2. The image processing method according to claim 1, wherein:
subsequent to acquiring the first image and the second image and prior to processing the first image in accordance with the association matrix to acquire the target image, the image processing method further comprises,
performing feature extraction on the first image and the second image to acquire a first feature matrix and a second feature matrix respectively; and
processing the first image in accordance with the association matrix to acquire the target image comprises,
acquiring a target matrix in accordance with the first feature matrix, the second feature matrix and the association matrix, and
inputting the target matrix into a pre-acquired decoder to acquire a target image.

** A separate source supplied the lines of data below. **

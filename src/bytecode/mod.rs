pub mod compile;
pub mod compile_error;
pub mod disasm;
pub mod image;
pub mod ir;
pub mod op;
pub mod verify;

pub use compile::{Compiler, ExternalSig};
pub use compile_error::CompileError;
pub use ir::{Constant, FunctionDesc, ProgramBc, ScopeKind, ScopeLayout};
pub use op::Opcode;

3. The image processing method according to claim 2, wherein the performing the feature extraction on the first image and the second image to acquire the first feature matrix and the second feature matrix respectively comprises:
inputting the first image into a pre-acquired convolutional neural network model to acquire the first feature matrix, the first feature matrix being determined in accordance with output results from two first intermediate layers of the convolutional neural network model; and
inputting the second image into the convolutional neural network model to acquire the second feature matrix, the second feature matrix being determined in accordance with output results from two second intermediate layers of the convolutional neural network model.
4. The image processing method according to claim 2, wherein the acquiring the target matrix in accordance with the first feature matrix, the second feature matrix and the association matrix comprises:
multiplying the second feature matrix by the association matrix to acquire an intermediate feature matrix; and
adding the intermediate feature matrix to the first feature matrix to acquire the target matrix.
5. The image processing method according to claim 1, wherein pixel points at different semantic regions in the first segmentation image and the second segmentation image use different marks, and pixel points at a same semantic region use a same mark;
the determining the association matrix between the first segmentation image and the second segmentation image comprises:
with respect to each first pixel point i in the first segmentation image, comparing the first pixel point i with each second pixel point j in the second segmentation image, and when a mark of the first pixel point i is equivalent to as a mark of the second pixel point j, setting a value of the association matrix in an ith row and a jth column to a first numerical value;
when the mark of the first pixel point i is different from the mark of the second pixel point j, setting the value of the association matrix in the ith row and the jth column to a second numerical value,
where i is greater than 0 and smaller than or equal to N, j is greater than 0 and smaller than or equal to N, N represents the quantity of pixels in the first image, and an image size of the first image is equivalent to an image size of the second image.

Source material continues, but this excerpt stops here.